TASK PROMPT:
All lines with the word "rolling" are to be found and copied from the listing.

SUPPLIED RECORDS:
★ ★ ★ ★

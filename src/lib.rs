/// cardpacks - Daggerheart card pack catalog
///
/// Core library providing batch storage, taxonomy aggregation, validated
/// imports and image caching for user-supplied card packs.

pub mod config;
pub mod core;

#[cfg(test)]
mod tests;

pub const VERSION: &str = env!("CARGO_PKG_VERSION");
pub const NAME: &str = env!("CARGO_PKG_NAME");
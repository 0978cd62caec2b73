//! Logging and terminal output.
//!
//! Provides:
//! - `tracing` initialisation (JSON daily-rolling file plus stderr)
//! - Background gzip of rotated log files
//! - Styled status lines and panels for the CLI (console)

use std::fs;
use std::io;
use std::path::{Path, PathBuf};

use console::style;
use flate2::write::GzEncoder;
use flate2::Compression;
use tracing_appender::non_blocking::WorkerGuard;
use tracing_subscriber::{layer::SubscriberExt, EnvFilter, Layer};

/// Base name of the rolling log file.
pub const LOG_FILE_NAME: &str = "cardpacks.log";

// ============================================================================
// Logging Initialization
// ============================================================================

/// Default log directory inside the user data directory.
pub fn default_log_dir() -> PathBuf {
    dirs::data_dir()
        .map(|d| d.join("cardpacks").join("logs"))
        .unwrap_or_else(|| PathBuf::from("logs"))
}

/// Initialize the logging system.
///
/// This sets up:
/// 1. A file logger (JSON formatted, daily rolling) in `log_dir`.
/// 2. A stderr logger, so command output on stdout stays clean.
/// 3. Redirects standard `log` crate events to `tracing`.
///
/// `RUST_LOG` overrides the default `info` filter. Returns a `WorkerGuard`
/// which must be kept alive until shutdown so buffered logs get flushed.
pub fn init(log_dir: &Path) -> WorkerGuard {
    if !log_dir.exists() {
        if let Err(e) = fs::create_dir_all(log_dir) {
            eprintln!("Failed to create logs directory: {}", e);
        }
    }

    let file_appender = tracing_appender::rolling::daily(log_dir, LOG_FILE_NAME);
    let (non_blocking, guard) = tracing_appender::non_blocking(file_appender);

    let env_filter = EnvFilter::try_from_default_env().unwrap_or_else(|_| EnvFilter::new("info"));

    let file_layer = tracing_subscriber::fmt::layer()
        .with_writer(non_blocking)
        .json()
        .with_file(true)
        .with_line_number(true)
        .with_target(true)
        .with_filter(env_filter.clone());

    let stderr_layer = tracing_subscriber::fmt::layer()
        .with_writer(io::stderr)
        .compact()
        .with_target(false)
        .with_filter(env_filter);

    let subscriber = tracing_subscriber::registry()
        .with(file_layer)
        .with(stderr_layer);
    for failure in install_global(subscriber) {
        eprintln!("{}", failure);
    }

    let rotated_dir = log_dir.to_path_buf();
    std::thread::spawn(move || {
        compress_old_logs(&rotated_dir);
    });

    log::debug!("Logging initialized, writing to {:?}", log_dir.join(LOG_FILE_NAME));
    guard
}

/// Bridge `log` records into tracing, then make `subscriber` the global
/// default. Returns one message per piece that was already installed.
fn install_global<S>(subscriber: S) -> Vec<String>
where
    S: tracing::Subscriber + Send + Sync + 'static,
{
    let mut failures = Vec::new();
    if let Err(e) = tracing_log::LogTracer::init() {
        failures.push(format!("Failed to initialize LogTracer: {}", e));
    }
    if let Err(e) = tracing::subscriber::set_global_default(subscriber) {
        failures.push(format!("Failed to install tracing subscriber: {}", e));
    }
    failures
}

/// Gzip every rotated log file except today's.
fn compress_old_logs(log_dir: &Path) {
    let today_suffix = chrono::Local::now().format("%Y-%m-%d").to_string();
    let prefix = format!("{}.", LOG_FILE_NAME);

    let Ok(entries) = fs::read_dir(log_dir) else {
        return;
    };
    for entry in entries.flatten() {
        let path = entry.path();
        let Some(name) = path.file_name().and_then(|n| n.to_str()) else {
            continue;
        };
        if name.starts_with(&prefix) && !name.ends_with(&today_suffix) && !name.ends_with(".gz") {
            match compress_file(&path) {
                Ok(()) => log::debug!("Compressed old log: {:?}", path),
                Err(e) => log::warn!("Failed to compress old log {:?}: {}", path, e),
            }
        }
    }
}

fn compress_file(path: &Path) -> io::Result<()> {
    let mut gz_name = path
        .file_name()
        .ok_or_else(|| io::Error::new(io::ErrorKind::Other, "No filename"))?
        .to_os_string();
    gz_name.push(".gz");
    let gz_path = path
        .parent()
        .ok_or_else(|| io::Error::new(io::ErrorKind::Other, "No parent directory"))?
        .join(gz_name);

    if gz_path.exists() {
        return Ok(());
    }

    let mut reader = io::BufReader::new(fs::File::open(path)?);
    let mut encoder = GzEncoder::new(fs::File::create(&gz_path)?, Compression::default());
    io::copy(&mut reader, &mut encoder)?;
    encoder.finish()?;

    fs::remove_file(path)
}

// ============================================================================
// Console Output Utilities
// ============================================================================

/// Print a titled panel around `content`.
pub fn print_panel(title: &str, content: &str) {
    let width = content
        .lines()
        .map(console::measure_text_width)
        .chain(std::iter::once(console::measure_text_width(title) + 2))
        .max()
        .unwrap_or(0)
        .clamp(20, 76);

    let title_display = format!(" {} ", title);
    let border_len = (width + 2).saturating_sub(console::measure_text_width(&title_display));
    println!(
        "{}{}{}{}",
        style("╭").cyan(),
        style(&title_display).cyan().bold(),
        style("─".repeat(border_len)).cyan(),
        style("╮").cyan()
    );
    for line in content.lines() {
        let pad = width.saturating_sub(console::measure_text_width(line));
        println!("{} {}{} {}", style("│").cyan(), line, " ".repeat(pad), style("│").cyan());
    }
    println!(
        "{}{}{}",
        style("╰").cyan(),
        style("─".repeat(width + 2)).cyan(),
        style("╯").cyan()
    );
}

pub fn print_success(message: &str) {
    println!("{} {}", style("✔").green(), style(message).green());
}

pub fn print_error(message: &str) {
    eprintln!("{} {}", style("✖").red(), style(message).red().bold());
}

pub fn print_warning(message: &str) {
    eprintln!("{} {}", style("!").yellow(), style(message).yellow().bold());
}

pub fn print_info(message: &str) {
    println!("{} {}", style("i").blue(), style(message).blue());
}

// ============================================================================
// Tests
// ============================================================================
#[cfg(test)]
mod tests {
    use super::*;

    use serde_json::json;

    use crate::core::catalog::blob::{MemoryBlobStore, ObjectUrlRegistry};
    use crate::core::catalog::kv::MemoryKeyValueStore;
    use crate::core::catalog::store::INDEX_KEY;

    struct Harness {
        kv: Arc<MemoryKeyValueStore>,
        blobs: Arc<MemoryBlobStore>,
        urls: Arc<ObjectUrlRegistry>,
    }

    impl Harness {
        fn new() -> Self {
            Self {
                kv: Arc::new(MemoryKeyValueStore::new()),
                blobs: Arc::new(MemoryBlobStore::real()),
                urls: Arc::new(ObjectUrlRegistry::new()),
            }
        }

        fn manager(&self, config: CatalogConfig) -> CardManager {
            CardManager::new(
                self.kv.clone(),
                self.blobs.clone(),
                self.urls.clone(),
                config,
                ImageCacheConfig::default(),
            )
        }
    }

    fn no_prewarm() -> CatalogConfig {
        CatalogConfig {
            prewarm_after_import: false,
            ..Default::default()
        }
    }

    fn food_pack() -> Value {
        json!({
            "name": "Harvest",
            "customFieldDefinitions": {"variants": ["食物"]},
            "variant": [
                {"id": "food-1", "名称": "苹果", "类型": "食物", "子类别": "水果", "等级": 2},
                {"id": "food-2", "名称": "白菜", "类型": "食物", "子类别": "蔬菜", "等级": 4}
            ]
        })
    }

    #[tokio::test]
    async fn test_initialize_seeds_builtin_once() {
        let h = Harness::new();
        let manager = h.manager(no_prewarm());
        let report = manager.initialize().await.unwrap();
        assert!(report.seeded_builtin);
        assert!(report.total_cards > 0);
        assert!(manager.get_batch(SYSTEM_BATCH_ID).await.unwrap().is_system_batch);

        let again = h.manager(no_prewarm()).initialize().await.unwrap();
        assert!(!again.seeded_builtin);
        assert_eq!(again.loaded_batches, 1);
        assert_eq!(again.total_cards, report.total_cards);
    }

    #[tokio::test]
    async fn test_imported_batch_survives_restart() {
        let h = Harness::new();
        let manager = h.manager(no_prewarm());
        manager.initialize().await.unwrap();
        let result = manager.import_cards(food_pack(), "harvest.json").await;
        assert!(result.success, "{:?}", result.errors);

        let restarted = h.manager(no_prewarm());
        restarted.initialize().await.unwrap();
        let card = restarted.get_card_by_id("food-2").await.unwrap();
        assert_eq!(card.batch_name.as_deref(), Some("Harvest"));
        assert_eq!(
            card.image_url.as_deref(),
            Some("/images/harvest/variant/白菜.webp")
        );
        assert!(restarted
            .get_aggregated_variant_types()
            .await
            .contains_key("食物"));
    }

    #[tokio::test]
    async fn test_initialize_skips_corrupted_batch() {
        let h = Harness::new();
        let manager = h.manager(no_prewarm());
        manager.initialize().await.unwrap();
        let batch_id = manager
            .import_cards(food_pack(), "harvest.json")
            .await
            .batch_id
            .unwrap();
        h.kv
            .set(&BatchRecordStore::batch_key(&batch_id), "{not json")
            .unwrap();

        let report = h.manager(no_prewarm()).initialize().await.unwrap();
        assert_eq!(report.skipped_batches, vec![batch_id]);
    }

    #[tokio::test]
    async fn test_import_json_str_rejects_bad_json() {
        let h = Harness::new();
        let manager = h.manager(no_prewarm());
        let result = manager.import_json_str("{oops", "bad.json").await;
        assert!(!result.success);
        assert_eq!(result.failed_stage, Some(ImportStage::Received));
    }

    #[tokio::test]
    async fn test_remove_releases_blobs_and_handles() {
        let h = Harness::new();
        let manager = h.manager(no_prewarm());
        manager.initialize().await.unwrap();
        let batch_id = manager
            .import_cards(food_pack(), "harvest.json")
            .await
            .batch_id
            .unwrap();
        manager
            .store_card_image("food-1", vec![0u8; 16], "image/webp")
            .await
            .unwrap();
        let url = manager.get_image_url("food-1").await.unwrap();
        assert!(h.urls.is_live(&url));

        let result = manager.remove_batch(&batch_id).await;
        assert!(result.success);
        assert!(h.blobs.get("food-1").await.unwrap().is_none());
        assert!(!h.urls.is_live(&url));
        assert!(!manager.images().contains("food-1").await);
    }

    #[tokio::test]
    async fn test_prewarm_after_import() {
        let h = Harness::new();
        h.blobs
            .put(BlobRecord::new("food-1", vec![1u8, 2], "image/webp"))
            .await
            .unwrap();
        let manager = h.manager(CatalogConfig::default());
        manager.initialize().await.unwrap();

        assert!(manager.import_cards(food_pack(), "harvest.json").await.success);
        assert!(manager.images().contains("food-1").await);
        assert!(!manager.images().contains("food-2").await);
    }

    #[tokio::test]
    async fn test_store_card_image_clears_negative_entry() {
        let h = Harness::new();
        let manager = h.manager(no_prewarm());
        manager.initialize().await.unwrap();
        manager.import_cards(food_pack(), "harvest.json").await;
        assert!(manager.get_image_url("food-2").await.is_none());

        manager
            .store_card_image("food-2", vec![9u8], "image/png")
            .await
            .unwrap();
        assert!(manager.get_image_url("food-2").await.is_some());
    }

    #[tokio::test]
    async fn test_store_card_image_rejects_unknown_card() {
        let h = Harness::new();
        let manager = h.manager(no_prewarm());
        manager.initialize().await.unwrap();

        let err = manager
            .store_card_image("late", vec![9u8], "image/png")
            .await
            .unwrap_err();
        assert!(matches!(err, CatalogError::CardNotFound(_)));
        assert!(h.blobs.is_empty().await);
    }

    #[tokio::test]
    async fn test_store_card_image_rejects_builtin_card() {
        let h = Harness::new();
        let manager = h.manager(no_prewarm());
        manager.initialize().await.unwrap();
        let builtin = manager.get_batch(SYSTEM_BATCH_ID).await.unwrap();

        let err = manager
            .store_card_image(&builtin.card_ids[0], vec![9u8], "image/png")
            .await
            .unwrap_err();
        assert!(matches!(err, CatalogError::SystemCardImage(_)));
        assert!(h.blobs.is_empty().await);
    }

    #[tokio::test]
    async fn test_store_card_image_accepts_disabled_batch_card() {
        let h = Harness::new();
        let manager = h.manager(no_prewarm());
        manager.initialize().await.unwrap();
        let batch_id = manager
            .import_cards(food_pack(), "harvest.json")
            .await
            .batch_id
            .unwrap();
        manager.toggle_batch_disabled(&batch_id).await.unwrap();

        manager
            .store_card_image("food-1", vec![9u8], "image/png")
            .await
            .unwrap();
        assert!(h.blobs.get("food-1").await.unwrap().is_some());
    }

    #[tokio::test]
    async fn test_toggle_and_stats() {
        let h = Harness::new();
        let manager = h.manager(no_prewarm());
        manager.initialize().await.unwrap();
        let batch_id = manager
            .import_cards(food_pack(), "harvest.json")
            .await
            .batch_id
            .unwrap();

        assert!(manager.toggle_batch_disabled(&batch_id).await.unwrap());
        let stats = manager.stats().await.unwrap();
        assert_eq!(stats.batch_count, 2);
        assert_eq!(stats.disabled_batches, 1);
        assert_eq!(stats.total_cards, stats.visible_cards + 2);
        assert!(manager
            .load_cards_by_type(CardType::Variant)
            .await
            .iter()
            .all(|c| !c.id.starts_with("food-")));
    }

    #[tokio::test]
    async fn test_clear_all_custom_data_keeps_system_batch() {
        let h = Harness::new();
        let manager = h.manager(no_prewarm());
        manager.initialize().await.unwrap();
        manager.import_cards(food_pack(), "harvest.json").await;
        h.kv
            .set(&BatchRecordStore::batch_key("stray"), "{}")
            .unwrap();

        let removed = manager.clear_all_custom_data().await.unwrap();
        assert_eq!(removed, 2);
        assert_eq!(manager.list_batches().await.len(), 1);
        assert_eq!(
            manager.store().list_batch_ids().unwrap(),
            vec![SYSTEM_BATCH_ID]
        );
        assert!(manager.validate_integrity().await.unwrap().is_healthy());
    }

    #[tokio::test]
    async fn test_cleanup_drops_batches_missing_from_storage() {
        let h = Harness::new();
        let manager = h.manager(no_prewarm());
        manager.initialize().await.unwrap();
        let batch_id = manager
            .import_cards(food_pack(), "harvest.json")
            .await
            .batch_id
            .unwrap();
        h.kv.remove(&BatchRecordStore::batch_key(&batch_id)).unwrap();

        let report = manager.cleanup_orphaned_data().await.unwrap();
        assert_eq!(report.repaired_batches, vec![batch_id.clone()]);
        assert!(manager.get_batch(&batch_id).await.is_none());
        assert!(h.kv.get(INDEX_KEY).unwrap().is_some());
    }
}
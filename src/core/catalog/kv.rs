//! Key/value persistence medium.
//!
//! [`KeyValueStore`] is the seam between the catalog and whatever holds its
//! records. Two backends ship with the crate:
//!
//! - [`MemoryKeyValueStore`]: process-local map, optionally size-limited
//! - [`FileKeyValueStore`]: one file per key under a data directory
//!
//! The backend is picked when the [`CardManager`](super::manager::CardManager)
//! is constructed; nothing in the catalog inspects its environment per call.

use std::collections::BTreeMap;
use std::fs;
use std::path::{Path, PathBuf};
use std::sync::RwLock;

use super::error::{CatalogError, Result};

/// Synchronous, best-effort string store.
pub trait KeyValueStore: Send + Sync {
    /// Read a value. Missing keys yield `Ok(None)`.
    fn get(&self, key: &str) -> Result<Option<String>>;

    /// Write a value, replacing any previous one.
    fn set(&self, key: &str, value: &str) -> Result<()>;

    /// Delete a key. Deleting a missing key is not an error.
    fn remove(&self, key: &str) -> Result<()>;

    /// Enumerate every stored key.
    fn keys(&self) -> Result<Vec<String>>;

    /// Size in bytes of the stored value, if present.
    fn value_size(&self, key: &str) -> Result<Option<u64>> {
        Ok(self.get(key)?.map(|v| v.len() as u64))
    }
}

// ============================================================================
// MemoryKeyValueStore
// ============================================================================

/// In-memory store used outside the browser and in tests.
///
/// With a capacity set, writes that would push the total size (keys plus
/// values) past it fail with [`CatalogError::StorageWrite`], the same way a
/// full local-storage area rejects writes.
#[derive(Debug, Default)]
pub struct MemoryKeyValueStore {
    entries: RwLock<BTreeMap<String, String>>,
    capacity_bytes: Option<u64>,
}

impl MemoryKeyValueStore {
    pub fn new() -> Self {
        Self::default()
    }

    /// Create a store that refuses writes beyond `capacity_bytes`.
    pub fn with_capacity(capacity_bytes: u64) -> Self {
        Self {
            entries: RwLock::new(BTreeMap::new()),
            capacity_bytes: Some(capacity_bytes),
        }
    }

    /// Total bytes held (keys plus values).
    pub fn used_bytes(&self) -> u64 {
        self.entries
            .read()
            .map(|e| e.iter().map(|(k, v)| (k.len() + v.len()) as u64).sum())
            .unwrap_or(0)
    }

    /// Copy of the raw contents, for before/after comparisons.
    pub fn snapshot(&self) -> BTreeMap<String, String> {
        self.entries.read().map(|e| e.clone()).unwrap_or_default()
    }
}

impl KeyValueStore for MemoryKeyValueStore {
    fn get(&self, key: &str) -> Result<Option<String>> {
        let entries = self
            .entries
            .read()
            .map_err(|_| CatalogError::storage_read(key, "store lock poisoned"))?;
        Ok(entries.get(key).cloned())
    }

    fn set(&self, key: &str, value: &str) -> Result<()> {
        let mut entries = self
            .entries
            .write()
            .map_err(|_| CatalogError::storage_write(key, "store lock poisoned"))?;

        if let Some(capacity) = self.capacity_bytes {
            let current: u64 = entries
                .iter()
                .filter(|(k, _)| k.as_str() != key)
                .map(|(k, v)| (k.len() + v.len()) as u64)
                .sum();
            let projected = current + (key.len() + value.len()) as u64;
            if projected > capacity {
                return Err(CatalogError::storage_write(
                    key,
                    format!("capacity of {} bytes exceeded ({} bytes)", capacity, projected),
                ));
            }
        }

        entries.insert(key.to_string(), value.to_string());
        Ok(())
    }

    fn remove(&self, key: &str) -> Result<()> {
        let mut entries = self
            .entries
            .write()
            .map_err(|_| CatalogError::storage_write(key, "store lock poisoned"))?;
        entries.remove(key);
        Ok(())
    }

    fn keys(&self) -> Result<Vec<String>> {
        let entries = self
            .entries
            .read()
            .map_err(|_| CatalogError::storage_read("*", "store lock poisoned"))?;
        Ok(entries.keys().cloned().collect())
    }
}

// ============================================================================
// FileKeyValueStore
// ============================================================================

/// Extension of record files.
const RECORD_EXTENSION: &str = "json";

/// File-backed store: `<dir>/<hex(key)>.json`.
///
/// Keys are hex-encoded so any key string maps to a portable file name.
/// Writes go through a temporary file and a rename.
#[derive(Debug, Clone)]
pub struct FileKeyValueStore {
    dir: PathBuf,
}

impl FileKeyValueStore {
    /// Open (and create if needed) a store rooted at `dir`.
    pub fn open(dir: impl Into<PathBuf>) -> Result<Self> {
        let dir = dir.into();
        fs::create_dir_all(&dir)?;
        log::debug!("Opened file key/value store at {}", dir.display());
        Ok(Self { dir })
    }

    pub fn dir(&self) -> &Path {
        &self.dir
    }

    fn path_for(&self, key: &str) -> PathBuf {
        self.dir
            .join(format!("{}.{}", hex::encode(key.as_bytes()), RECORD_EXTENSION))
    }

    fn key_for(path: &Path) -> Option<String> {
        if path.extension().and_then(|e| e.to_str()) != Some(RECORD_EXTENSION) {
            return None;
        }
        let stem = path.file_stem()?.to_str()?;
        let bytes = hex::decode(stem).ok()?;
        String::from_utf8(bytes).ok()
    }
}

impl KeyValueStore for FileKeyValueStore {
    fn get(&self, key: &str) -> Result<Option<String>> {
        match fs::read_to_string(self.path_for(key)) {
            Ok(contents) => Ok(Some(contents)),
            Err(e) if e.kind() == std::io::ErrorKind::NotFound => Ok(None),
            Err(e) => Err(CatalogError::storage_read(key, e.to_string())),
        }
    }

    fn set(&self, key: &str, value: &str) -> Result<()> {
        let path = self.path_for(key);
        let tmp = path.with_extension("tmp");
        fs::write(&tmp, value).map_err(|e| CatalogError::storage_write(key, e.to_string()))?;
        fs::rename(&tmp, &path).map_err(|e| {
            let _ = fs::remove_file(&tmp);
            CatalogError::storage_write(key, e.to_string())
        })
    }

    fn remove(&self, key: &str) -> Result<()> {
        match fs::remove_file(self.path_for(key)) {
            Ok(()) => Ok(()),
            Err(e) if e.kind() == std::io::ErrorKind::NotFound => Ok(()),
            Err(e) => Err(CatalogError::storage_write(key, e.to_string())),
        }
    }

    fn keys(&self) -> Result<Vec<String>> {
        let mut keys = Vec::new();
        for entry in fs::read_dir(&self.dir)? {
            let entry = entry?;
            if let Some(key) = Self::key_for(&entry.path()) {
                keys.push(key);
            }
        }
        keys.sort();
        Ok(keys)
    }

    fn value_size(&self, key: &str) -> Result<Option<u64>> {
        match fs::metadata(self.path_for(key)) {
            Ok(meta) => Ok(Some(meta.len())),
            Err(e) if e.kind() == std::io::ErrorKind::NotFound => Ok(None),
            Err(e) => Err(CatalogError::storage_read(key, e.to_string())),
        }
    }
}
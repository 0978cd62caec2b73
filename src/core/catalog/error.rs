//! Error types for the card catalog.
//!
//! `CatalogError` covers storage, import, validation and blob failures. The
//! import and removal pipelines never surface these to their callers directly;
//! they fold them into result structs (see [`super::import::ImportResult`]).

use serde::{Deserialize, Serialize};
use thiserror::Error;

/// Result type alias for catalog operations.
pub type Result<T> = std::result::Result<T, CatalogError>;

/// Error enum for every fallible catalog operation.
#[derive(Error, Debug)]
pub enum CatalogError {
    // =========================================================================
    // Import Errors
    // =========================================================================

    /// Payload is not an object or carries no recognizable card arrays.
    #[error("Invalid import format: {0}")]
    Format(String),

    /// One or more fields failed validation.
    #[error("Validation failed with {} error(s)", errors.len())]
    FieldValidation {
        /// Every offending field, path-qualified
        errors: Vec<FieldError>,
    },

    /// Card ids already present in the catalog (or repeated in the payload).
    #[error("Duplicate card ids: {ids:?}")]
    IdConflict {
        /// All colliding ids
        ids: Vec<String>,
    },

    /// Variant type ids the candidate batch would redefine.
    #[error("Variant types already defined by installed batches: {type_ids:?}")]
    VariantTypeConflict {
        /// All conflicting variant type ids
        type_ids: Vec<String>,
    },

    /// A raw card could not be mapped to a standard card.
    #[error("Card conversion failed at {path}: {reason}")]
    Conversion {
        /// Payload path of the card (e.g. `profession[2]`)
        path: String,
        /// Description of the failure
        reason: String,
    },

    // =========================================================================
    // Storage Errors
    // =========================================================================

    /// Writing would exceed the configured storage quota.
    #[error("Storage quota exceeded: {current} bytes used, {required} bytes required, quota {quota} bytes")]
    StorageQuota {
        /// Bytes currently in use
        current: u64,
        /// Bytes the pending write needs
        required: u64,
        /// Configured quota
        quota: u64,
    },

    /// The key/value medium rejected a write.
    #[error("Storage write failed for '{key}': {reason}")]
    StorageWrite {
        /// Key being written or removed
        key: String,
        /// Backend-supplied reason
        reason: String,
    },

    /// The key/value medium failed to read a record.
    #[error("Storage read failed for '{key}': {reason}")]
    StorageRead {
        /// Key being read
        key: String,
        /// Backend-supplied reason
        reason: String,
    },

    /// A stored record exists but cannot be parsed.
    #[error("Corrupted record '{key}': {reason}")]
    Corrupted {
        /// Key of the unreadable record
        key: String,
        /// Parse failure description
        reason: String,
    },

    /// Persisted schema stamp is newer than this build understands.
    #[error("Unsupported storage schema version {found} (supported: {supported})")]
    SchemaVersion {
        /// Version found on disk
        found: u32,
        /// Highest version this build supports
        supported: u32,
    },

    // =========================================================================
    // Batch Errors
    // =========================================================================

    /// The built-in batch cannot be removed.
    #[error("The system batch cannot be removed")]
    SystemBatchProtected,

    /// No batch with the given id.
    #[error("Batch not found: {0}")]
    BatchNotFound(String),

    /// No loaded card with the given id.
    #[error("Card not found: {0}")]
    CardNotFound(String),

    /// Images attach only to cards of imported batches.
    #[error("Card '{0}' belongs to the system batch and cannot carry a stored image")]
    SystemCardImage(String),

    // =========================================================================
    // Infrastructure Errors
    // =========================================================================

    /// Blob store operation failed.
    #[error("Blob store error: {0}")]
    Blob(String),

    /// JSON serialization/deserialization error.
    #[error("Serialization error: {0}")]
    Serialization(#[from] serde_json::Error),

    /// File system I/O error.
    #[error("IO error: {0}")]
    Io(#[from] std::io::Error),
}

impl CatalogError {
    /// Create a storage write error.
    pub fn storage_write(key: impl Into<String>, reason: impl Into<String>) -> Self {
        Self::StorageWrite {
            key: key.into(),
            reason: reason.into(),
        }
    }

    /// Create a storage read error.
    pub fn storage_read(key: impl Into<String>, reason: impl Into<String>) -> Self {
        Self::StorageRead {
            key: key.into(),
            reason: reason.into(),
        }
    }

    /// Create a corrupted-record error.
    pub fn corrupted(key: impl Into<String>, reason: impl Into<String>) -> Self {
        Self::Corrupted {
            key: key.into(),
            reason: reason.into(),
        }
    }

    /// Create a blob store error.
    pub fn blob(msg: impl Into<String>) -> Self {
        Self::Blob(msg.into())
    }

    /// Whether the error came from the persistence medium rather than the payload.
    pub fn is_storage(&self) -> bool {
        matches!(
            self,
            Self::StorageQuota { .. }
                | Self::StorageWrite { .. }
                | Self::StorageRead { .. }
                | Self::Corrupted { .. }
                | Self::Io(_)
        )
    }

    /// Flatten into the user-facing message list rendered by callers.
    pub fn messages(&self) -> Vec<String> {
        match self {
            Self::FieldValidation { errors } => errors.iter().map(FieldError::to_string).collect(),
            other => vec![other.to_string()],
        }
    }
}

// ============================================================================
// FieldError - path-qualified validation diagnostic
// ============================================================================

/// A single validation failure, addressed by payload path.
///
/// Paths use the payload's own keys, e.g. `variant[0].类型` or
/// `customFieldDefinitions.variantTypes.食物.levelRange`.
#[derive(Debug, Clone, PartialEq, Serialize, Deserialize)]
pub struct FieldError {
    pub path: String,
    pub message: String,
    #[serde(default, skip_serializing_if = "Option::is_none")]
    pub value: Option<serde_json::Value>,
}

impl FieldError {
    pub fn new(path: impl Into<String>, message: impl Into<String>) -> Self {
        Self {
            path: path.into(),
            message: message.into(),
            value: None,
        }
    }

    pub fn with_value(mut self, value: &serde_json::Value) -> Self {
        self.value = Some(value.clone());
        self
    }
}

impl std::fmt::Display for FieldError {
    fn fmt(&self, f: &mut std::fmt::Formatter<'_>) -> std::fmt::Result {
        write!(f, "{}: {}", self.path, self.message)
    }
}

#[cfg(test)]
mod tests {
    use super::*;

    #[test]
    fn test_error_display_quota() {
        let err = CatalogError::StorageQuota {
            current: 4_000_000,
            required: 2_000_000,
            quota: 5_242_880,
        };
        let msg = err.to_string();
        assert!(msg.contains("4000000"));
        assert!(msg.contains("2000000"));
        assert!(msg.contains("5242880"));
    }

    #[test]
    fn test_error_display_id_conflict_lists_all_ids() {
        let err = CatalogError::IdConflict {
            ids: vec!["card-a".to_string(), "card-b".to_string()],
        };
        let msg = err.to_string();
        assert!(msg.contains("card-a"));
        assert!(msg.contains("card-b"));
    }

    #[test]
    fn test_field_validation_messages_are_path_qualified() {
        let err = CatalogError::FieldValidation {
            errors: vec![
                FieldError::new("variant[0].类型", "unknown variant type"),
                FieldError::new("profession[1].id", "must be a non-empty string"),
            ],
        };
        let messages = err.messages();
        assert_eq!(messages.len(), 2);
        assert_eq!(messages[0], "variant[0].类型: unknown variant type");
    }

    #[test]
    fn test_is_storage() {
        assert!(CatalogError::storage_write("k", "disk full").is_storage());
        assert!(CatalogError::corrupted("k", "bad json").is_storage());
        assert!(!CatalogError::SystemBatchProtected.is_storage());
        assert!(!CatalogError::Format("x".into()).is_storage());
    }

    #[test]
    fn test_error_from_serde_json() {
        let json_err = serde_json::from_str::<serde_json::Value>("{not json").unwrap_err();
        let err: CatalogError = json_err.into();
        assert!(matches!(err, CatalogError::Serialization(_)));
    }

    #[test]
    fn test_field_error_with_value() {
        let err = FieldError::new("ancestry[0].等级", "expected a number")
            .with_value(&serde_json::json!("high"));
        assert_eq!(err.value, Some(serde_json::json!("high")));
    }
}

★ ★ ★ ★

OUTPUT FOR THIS EXERCISE:
//! - `tracing` initialisation (JSON daily-rolling file plus stderr)
/// Base name of the rolling log file.
/// 1. A file logger (JSON formatted, daily rolling) in `log_dir`.
    let file_appender = tracing_appender::rolling::daily(log_dir, LOG_FILE_NAME);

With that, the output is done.